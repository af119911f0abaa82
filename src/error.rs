//! Error types for loading and running a game.

use std::io;
use std::path::PathBuf;

use thiserror::Error;

#[derive(Debug, Error)]
pub enum GameError {
    #[error("failed to read map {}", path.display())]
    MapRead {
        path: PathBuf,
        #[source]
        source: io::Error,
    },

    #[error("map source has no rows")]
    EmptyMap,

    #[error("map source has no player start glyph")]
    MissingPlayer,

    #[error("not enough empty cells to place {wanted} more {tile} tile(s)")]
    NotEnoughRoom { tile: &'static str, wanted: usize },

    #[error("failed to read config {}", path.display())]
    ConfigRead {
        path: PathBuf,
        #[source]
        source: io::Error,
    },

    #[error("invalid config: {0}")]
    ConfigParse(#[from] serde_json::Error),

    #[error("invalid config: `{field}` {reason}")]
    InvalidConfig { field: &'static str, reason: &'static str },

    #[error("terminal i/o failed")]
    Terminal(#[from] io::Error),

    /// The owner task behind a handle is gone.
    #[error("{0} actor stopped")]
    ActorStopped(&'static str),
}

pub type GameResult<T> = Result<T, GameError>;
※ ※ ※
| REQUIREMENT |
Your task is to copy each line of the listing that holds the word "path".

| ANSWER BELOW |
use std::path::PathBuf;
    #[error("failed to read map {}", path.display())]
        path: PathBuf,
    #[error("failed to read config {}", path.display())]
        path: PathBuf,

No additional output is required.